[WHAT NEEDS TO BE DONE]: Copy every line of the entries that has the string "identity" in it.

[EXERCISE INPUTS]:
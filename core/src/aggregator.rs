//! World-state aggregator — the single source of truth for the snapshot.
//!
//! RULES:
//!   - Only this module knows the full snapshot shape.
//!   - Capture never aborts because one collaborator failed; that
//!     collaborator is recorded by identity only.
//!   - Load builds the complete merged tree before swapping it in, so a
//!     bad snapshot is never partially applied.
//!   - Load positions the scene cursor directly (no transition effects)
//!     but never touches the transcript surface. The loaded transcript is
//!     what capture reports until `present_transcript` replays it.

use crate::{
    error::{SaveError, SaveResult},
    merge::deep_merge,
    narrative::{SceneCursor, TranscriptSurface},
    snapshot::{validate_snapshot, PendingSceneData, Snapshot, SNAPSHOT_VERSION},
    state::WorldState,
    subsystem::{Snapshottable, StateProjection},
};
use serde_json::{json, Value};
use std::collections::BTreeMap;

/// A collaborator whose capture or restore failed.
#[derive(Debug, Clone, PartialEq)]
pub struct Degradation {
    pub key:    String,
    pub reason: String,
}

impl Degradation {
    fn from_error(key: &str, err: &SaveError) -> Self {
        Self { key: key.to_string(), reason: err.to_string() }
    }
}

/// Result of `get_full_snapshot`.
#[derive(Debug, Clone)]
pub struct Capture {
    pub snapshot: Snapshot,
    /// Collaborators that fell back to an identity-only blob.
    pub degraded: Vec<Degradation>,
}

pub struct WorldStateAggregator {
    state:              WorldState,
    /// Transcript from the last load, kept until a surface replaces it.
    transcript:         Option<String>,
    /// Set by a load, cleared once the surface has replayed it.
    transcript_pending: bool,
    collaborators:      Vec<Box<dyn Snapshottable>>,
    projections:        Vec<Box<dyn StateProjection>>,
    scene:              Option<Box<dyn SceneCursor>>,
    surface:            Option<Box<dyn TranscriptSurface>>,
}

impl Default for WorldStateAggregator {
    fn default() -> Self {
        Self::new()
    }
}

impl WorldStateAggregator {
    pub fn new() -> Self {
        Self {
            state:              WorldState::default(),
            transcript:         None,
            transcript_pending: false,
            collaborators:      Vec::new(),
            projections:        Vec::new(),
            scene:              None,
            surface:            None,
        }
    }

    // ── Registration ───────────────────────────────────────────

    /// Register a collaborator. Keys must be non-empty and unique.
    pub fn register(&mut self, collaborator: Box<dyn Snapshottable>) -> SaveResult<()> {
        let key = collaborator.key();
        if key.trim().is_empty() {
            return Err(SaveError::InvalidCollaborator {
                reason: "empty key".into(),
            });
        }
        if self.collaborators.iter().any(|c| c.key() == key) {
            return Err(SaveError::DuplicateCollaborator { key: key.to_string() });
        }
        log::debug!("registered collaborator '{key}'");
        self.collaborators.push(collaborator);
        Ok(())
    }

    pub fn attach_projection(&mut self, mut projection: Box<dyn StateProjection>) {
        projection.rebind(&self.state);
        self.projections.push(projection);
    }

    pub fn attach_scene_cursor(&mut self, cursor: Box<dyn SceneCursor>) {
        self.scene = Some(cursor);
    }

    pub fn attach_surface(&mut self, surface: Box<dyn TranscriptSurface>) {
        self.surface = Some(surface);
    }

    // ── Live state access ──────────────────────────────────────

    pub fn state(&self) -> &WorldState {
        &self.state
    }

    /// Gameplay mutation of the live tree.
    pub fn state_mut(&mut self) -> &mut WorldState {
        &mut self.state
    }

    pub fn collaborator<T: 'static>(&self) -> Option<&T> {
        self.collaborators
            .iter()
            .find_map(|c| c.as_any().downcast_ref::<T>())
    }

    pub fn collaborator_mut<T: 'static>(&mut self) -> Option<&mut T> {
        self.collaborators
            .iter_mut()
            .find_map(|c| c.as_any_mut().downcast_mut::<T>())
    }

    pub fn collaborator_keys(&self) -> Vec<&'static str> {
        self.collaborators.iter().map(|c| c.key()).collect()
    }

    pub fn projection<T: 'static>(&self) -> Option<&T> {
        self.projections
            .iter()
            .find_map(|p| p.as_any().downcast_ref::<T>())
    }

    pub fn scene_cursor(&self) -> Option<&dyn SceneCursor> {
        self.scene.as_deref()
    }

    pub fn scene_cursor_mut(&mut self) -> Option<&mut (dyn SceneCursor + 'static)> {
        self.scene.as_deref_mut()
    }

    pub fn scene_as<T: 'static>(&self) -> Option<&T> {
        self.scene.as_ref()?.as_any().downcast_ref::<T>()
    }

    pub fn scene_as_mut<T: 'static>(&mut self) -> Option<&mut T> {
        self.scene.as_mut()?.as_any_mut().downcast_mut::<T>()
    }

    pub fn surface_mut(&mut self) -> Option<&mut (dyn TranscriptSurface + 'static)> {
        self.surface.as_deref_mut()
    }

    pub fn surface_as<T: 'static>(&self) -> Option<&T> {
        self.surface.as_ref()?.as_any().downcast_ref::<T>()
    }

    pub fn surface_as_mut<T: 'static>(&mut self) -> Option<&mut T> {
        self.surface.as_mut()?.as_any_mut().downcast_mut::<T>()
    }

    /// Transcript blob the next capture will carry.
    pub fn transcript(&self) -> Option<&str> {
        self.transcript.as_deref()
    }

    // ── Capture ────────────────────────────────────────────────

    /// Build a full snapshot: a deep copy of the live tree, the current
    /// narrative position, the transcript, and every collaborator blob.
    pub fn get_full_snapshot(&self) -> Capture {
        let mut state = self.state.clone();

        if let Some(scene) = &self.scene {
            if let Some(node) = scene.current_node() {
                state.story.current_scene_id = Some(node.id.clone());
                state.story.pending_scene = Some(PendingSceneData {
                    scene:              node,
                    current_text_index: scene.text_index(),
                    is_in_choice:       scene.is_in_choice(),
                });
            }
        }

        let transcript = if self.transcript_pending {
            self.transcript.clone()
        } else {
            self.surface
                .as_ref()
                .and_then(|s| s.capture_markup())
                .or_else(|| self.transcript.clone())
        };

        let mut subsystems = BTreeMap::new();
        let mut degraded = Vec::new();
        for collaborator in &self.collaborators {
            let key = collaborator.key();
            let blob = match collaborator.capture() {
                Ok(blob) => blob,
                Err(e) => {
                    log::warn!("capture degraded for '{key}': {e}");
                    degraded.push(Degradation::from_error(key, &e));
                    degraded_blob(collaborator.as_ref())
                }
            };
            subsystems.insert(key.to_string(), blob);
        }

        Capture {
            snapshot: Snapshot {
                version: SNAPSHOT_VERSION,
                state,
                subsystems,
                transcript,
            },
            degraded,
        }
    }

    /// Convenience for callers that do not persist diagnostics.
    pub fn snapshot(&self) -> Snapshot {
        self.get_full_snapshot().snapshot
    }

    // ── Load ───────────────────────────────────────────────────

    /// Merge `data` onto the default template and make it the live state,
    /// position the scene cursor on the saved node, then restore
    /// collaborators and re-bind projections.
    ///
    /// Fails without touching anything if `data` is not a valid snapshot
    /// or cannot be reconciled with the template. Collaborator restore
    /// failures do not fail the load; they are returned.
    pub fn load_full_snapshot(&mut self, data: &Value) -> SaveResult<Vec<Degradation>> {
        validate_snapshot(data).map_err(|reason| SaveError::CorruptRecord { id: 0, reason })?;

        let merged = deep_merge(default_template()?, data.clone());
        let loaded: Snapshot = serde_json::from_value(merged)?;
        if loaded.version < SNAPSHOT_VERSION {
            log::info!(
                "upgrading snapshot v{} -> v{SNAPSHOT_VERSION} via template merge",
                loaded.version
            );
        }

        self.state = loaded.state;
        self.transcript = loaded.transcript;
        self.transcript_pending = true;

        if let Some(cursor) = self.scene.as_deref_mut() {
            match &self.state.story.pending_scene {
                Some(pending) => cursor.load_node_directly(
                    pending.scene.clone(),
                    pending.current_text_index,
                    pending.is_in_choice,
                ),
                None => cursor.unload(),
            }
        }

        let mut degraded = Vec::new();
        for collaborator in &mut self.collaborators {
            let key = collaborator.key();
            collaborator.reset();
            if let Err(e) = collaborator.restore(loaded.subsystems.get(key)) {
                log::warn!("restore failed for '{key}', keeping defaults: {e}");
                degraded.push(Degradation::from_error(key, &e));
            }
        }

        self.rebind_projections();
        log::debug!(
            "snapshot loaded: day={} scene={:?}",
            self.state.time.day,
            self.state.story.current_scene_id
        );
        Ok(degraded)
    }

    /// Replay the loaded transcript into the surface and re-attach its
    /// choice handlers. Returns the handler count, or `None` without a
    /// surface. From here on capture reads the surface again.
    pub fn present_transcript(&mut self) -> Option<usize> {
        self.transcript_pending = false;
        let surface = self.surface.as_deref_mut()?;
        if let Some(markup) = &self.transcript {
            surface.replay(markup);
        }
        Some(surface.reattach_choice_handlers())
    }

    /// Fresh game: default tree, default collaborators, no transcript,
    /// no scene.
    pub fn reset(&mut self) {
        self.state = WorldState::default();
        self.transcript = None;
        self.transcript_pending = false;
        if let Some(cursor) = self.scene.as_deref_mut() {
            cursor.unload();
        }
        for collaborator in &mut self.collaborators {
            collaborator.reset();
        }
        self.rebind_projections();
    }

    fn rebind_projections(&mut self) {
        for projection in &mut self.projections {
            projection.rebind(&self.state);
        }
    }
}

/// The default snapshot as JSON; the base every load is merged onto.
pub fn default_template() -> SaveResult<Value> {
    let template = Snapshot {
        version:    SNAPSHOT_VERSION,
        state:      WorldState::default(),
        subsystems: BTreeMap::new(),
        transcript: None,
    };
    Ok(serde_json::to_value(template)?)
}

fn degraded_blob(collaborator: &dyn Snapshottable) -> Value {
    let mut identity = collaborator.identity();
    match identity.as_object_mut() {
        Some(map) => {
            map.insert("degraded".into(), Value::Bool(true));
            identity
        }
        None => json!({ "key": collaborator.key(), "degraded": true }),
    }
}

[OUTPUT FOR THIS TASK]:
//!     collaborator is recorded by identity only.
    /// Collaborators that fell back to an identity-only blob.
    let mut identity = collaborator.identity();
    match identity.as_object_mut() {
            identity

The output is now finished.